The solution is to add a Unicode codepoint escape sequence syntax to string literals. This would mean you could produce U+202E like so:

echo "\u{202E}Reversed text"; // outputs ‮Reversed text

Another use is to visually distinguish between visually similar or identical, yet differently encoded, Unicode characters, if you need to output one or the other specifically. The following two lines of code actually have slightly different output, but you couldn't tell by looking at them:

echo "mañana";
echo "mañana";

However, by using an escape sequence to produce the ñ, it becomes clearer:

echo "ma\u{00F1}ana"; // pre-composed character
echo "man\u{0303}ana"; // "n" with combining ~ character (U+0303)

A further use is to produce characters you can't type on your keyboard. If you are unable to type the emoji for FACE WITH TEARS OF JOY, you can use its escape sequence instead:

echo "\u{1F602}"; // outputs 😂

Proposal

A new escape sequence is added for double-quoted strings and heredocs, with the following syntax:

dq-unicode-escape-sequence::
  \u{  codepoint-digits  }

codepoint-digits::
   hexadecimal-digit
   hexadecimal-digit   codepoint-digits

It produces the UTF-8 encoding of a Unicode codepoint, specified with hexadecimal digits. If the codepoint is outside the maximum range permissible (beyond U+10FFFF), an error is thrown.

Syntax Rationale

In most languages with a Unicode codepoint escape syntax, it follows the format \uXXXX, where XXXX is four hexadecimal digits. That would then beg the question of why I didn't decide to follow other languages here.

The first reason is that only allowing four hexadecimal digits restricts the syntax to only representing codepoints in the Basic Multilingual Plane (U+0000 to U+FFFF). However, Unicode has supported codepoints beyond 16 bits (and hence outside the BMP) since UTF-16 in 1996, 18 years ago, and many useful characters are outside of the BMP, so it would be unreasonable to restrict programmers to only using BMP codepoints. We could instead require six hexadecimal digits (which covers the entirety of Unicode), but this would cause bugs, as programmers used to other languages would only expect four to be supported, and expect “\u100000” to produce U+1000 followed by “00”, not U+100000. We could also make it variable-length, but this would cause the same problems.
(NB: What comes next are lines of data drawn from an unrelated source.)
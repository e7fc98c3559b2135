use crate::data::filter::{self, FilterCriterion, Selection};
use crate::data::loader;
use crate::data::model::{ClusterModel, Dataset, ValidatedDataset};
use crate::data::summary::{self, FrequencyTable};

// ---------------------------------------------------------------------------
// View modes
// ---------------------------------------------------------------------------

/// The closed set of views the dashboard supports.
#[derive(Debug, Clone, Copy, PartialEq, Eq)]
pub enum ViewMode {
    /// One model drives coloring and filtering.
    Single(ClusterModel),
    /// Both models side by side. Filtering is disabled in this mode.
    Compare,
    /// Exactly one cluster of one model; the wildcard is not offered.
    DrillDown(ClusterModel),
}

impl ViewMode {
    /// The model whose column drives coloring and filtering, if any.
    pub fn active_model(self) -> Option<ClusterModel> {
        match self {
            ViewMode::Single(model) | ViewMode::DrillDown(model) => Some(model),
            ViewMode::Compare => None,
        }
    }
}

// ---------------------------------------------------------------------------
// Application state
// ---------------------------------------------------------------------------

/// The full UI state, independent of rendering. All derived data is a pure
/// function of (dataset, mode, selections); only the filtered index list is
/// cached here.
pub struct AppState {
    /// Gate result of the last successful upload (None until one arrives).
    pub data: Option<ValidatedDataset>,

    /// Active view.
    pub mode: ViewMode,

    /// Per-model filter selections; reset on upload and on mode switches.
    pub kmeans_selection: Selection,
    pub dbscan_selection: Selection,

    /// Row indices passing the current criteria (cached).
    pub visible_indices: Vec<usize>,

    /// Status / error message shown in the UI.
    pub status_message: Option<String>,

    /// Whether a file loading operation is in progress.
    pub loading: bool,
}

impl Default for AppState {
    fn default() -> Self {
        Self {
            data: None,
            mode: ViewMode::Single(ClusterModel::KMeans),
            kmeans_selection: Selection::All,
            dbscan_selection: Selection::All,
            visible_indices: Vec::new(),
            status_message: None,
            loading: false,
        }
    }
}

impl AppState {
    /// The renderable dataset, if the last upload passed the gate.
    pub fn dataset(&self) -> Option<&Dataset> {
        match &self.data {
            Some(ValidatedDataset::Ready(dataset)) => Some(dataset),
            _ => None,
        }
    }

    pub fn total_rows(&self) -> usize {
        self.dataset().map_or(0, Dataset::len)
    }

    pub fn visible_rows(&self) -> usize {
        self.visible_indices.len()
    }

    pub fn selection(&self, model: ClusterModel) -> &Selection {
        match model {
            ClusterModel::KMeans => &self.kmeans_selection,
            ClusterModel::Dbscan => &self.dbscan_selection,
        }
    }

    fn selection_mut(&mut self, model: ClusterModel) -> &mut Selection {
        match model {
            ClusterModel::KMeans => &mut self.kmeans_selection,
            ClusterModel::Dbscan => &mut self.dbscan_selection,
        }
    }

    /// Ingest raw upload bytes. A rejected upload leaves whatever was loaded
    /// before untouched; only the status line changes.
    pub fn ingest(&mut self, raw: &[u8]) {
        self.loading = true;
        match loader::load(raw) {
            Ok(dataset) => {
                log::info!(
                    "loaded {} rows with columns {:?}",
                    dataset.len(),
                    dataset.columns
                );
                self.set_dataset(dataset);
            }
            Err(e) => {
                log::error!("upload rejected: {e}");
                self.status_message = Some(e.to_string());
                self.loading = false;
            }
        }
    }

    /// Install a freshly parsed dataset: run the gate, reset selections,
    /// recompute the visible set.
    pub fn set_dataset(&mut self, dataset: Dataset) {
        self.kmeans_selection = Selection::All;
        self.dbscan_selection = Selection::All;
        self.status_message = None;
        self.loading = false;

        match dataset.validate() {
            ValidatedDataset::Ready(dataset) => {
                self.data = Some(ValidatedDataset::Ready(dataset));
                self.ensure_drilldown_selection();
                self.refilter();
            }
            incomplete => {
                if let ValidatedDataset::Incomplete { missing } = &incomplete {
                    log::warn!("upload not renderable, missing columns {missing:?}");
                }
                self.data = Some(incomplete);
                self.visible_indices.clear();
            }
        }
    }

    /// Switch views. Selections for columns the new mode cannot filter on
    /// revert to the wildcard.
    pub fn set_mode(&mut self, mode: ViewMode) {
        if self.mode == mode {
            return;
        }
        self.mode = mode;

        match mode.active_model() {
            Some(ClusterModel::KMeans) => self.dbscan_selection = Selection::All,
            Some(ClusterModel::Dbscan) => self.kmeans_selection = Selection::All,
            None => {
                self.kmeans_selection = Selection::All;
                self.dbscan_selection = Selection::All;
            }
        }

        self.ensure_drilldown_selection();
        self.refilter();
    }

    /// Record a user selection for one model and recompute the visible set.
    pub fn set_selection(&mut self, model: ClusterModel, selection: Selection) {
        *self.selection_mut(model) = selection;
        self.refilter();
    }

    /// Criteria implied by the current mode and selections.
    pub fn active_criteria(&self) -> Vec<FilterCriterion> {
        match self.mode.active_model() {
            None => Vec::new(),
            Some(model) => vec![FilterCriterion {
                column: model.column().to_string(),
                selection: self.selection(model).clone(),
            }],
        }
    }

    /// Recompute the cached visible indices from the current criteria.
    pub fn refilter(&mut self) {
        let criteria = self.active_criteria();
        let visible = match self.dataset() {
            Some(dataset) => filter::apply(dataset, &criteria),
            None => Vec::new(),
        };
        self.visible_indices = visible;
    }

    /// Per-cluster counts of the currently visible rows for one model.
    pub fn frequency(&self, model: ClusterModel) -> FrequencyTable {
        match self.dataset() {
            Some(dataset) => summary::counts(dataset, &self.visible_indices, model.column()),
            None => FrequencyTable::default(),
        }
    }

    /// Whether the loaded dataset carries this model's column.
    pub fn model_available(&self, model: ClusterModel) -> bool {
        self.dataset()
            .is_some_and(|dataset| dataset.has_column(model.column()))
    }

    /// Drill-down forbids the wildcard; pick the first label when entering
    /// the mode (or after an upload) left the selection open.
    fn ensure_drilldown_selection(&mut self) {
        let ViewMode::DrillDown(model) = self.mode else {
            return;
        };
        if !self.selection(model).is_all() {
            return;
        }
        let first = self
            .dataset()
            .and_then(|dataset| filter::distinct_labels(dataset, model.column()).into_iter().next());
        if let Some(label) = first {
            *self.selection_mut(model) = Selection::Label(label);
        }
    }
}

#[cfg(test)]
mod tests {
    use super::*;

    const GOOD_CSV: &[u8] = b"latitude,longitude,cluster,dbscan_cluster\n\
                              -6.2,106.8,0,0\n\
                              -6.9,107.6,1,-1\n\
                              -7.8,110.4,1,0\n\
                              0.8,122.5,2,1\n";

    fn loaded() -> AppState {
        let mut state = AppState::default();
        state.ingest(GOOD_CSV);
        state
    }

    #[test]
    fn ingest_makes_all_rows_visible() {
        let state = loaded();
        assert_eq!(state.total_rows(), 4);
        assert_eq!(state.visible_rows(), 4);
        assert!(state.status_message.is_none());
    }

    #[test]
    fn failed_parse_preserves_previous_dataset() {
        let mut state = loaded();
        state.set_selection(ClusterModel::KMeans, Selection::Label("1".into()));
        state.ingest(b"latitude,longitude\n1.0\n");

        assert!(state.status_message.is_some());
        assert_eq!(state.total_rows(), 4);
        // The in-flight filter state survives too.
        assert_eq!(state.visible_rows(), 2);
    }

    #[test]
    fn selection_narrows_visible_rows() {
        let mut state = loaded();
        state.set_selection(ClusterModel::KMeans, Selection::Label("1".into()));
        assert_eq!(state.visible_indices, [1, 2]);

        state.set_selection(ClusterModel::KMeans, Selection::All);
        assert_eq!(state.visible_rows(), 4);
    }

    #[test]
    fn mode_switch_resets_inapplicable_selection() {
        let mut state = loaded();
        state.set_selection(ClusterModel::KMeans, Selection::Label("1".into()));

        state.set_mode(ViewMode::Single(ClusterModel::Dbscan));
        assert_eq!(state.kmeans_selection, Selection::All);
        assert_eq!(state.visible_rows(), 4);
    }

    #[test]
    fn compare_mode_disables_filtering() {
        let mut state = loaded();
        state.set_selection(ClusterModel::KMeans, Selection::Label("2".into()));
        assert_eq!(state.visible_rows(), 1);

        state.set_mode(ViewMode::Compare);
        assert!(state.active_criteria().is_empty());
        assert_eq!(state.visible_rows(), 4);
    }

    #[test]
    fn drilldown_auto_selects_first_label() {
        let mut state = loaded();
        state.set_mode(ViewMode::DrillDown(ClusterModel::Dbscan));
        assert_eq!(state.dbscan_selection, Selection::Label("0".into()));
        assert_eq!(state.visible_indices, [0, 2]);
    }

    #[test]
    fn new_upload_resets_selections() {
        let mut state = loaded();
        state.set_selection(ClusterModel::KMeans, Selection::Label("1".into()));
        state.ingest(GOOD_CSV);
        assert_eq!(state.kmeans_selection, Selection::All);
        assert_eq!(state.visible_rows(), 4);
    }

    #[test]
    fn incomplete_upload_shows_no_rows() {
        let mut state = AppState::default();
        state.ingest(b"latitude,depth\n1.0,10.0\n");
        assert!(state.dataset().is_none());
        assert!(matches!(
            state.data,
            Some(ValidatedDataset::Incomplete { .. })
        ));
        assert_eq!(state.visible_rows(), 0);
    }

    #[test]
    fn frequency_follows_visible_rows() {
        let mut state = loaded();
        let table = state.frequency(ClusterModel::KMeans);
        assert_eq!(table.count_for("1"), 2);
        assert_eq!(table.total(), 4);

        state.set_selection(ClusterModel::KMeans, Selection::Label("1".into()));
        let table = state.frequency(ClusterModel::KMeans);
        assert_eq!(table.count_for("1"), 2);
        assert_eq!(table.total(), 2);
    }
}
The second reason is that I think non-clearly-delineated escape sequences are harmful for readability and likely to cause bugs. It would not be a stretch for a programmer to expect the octal escape sequence “\10000” to refer to produce some single character character 10000, however it actually would produce “\u100” . “00”. Plus, these sequences, if they are variable-length, force programmers to insert awkward breaks in the middle of strings when these escape sequences precede literal numbers or other characters that would be interpreted as part of the escape sequence, but are not intended to be.

Finally, the \uXXXX syntax is fixed-length and therefore requires leading zeroes to be used for codepoints, which makes some sequences longer than they need to be.

For all these reasons, the \u{xxxxxx} syntax is proposed instead. It can easily represent any valid Unicode character, e.g. “\u{20}”, “\u{FF}”, “\u{202e}” or “\u{10F602}”. It has a clearly delimited start and end, which avoids ambiguity (compare “\u001000” and “\u{10}00”) and accidental misinterpretation. Finally, it doesn't require leading zeros, they are entirely optional, so the programmer can write “\u{00FF}” or “\u{FF}” as they see fit.

Prior Art

ECMAScript 6 will have an identical \u{xxxxxx} syntax to that which is proposed.

Ruby supports this syntax also, however it allows for multiple codepoints, e.g. \u{20AC A3 A5}, which is not proposed in this RFC.

(See References below)

Encoding Rationale

The production of UTF-8 might be controversial, given PHP's strings don't have any specific encoding. However, UTF-8 is now the de facto standard encoding for PHP, with most standard library functions assuming this is used unless told otherwise, and UTF-8 is also now the effective standard encoding of the web. It is, furthermore, highly unlikely that this will change any time soon. I do not expect it will cause problems with other Unicode representations, as UTF-16 and UTF-32 are very rarely used in modern web applications, and this is getting even rarer. Finally, it is worth remembering that applications which aren't using UTF-8 would not be forced to use this.

Backward Incompatible Changes

Double-quoted strings and heredocs that contained sequences beginning with \u will now be interpreted differently, and if what followed did not form a valid Unicode escape sequence, PHP will throw a fatal compile error.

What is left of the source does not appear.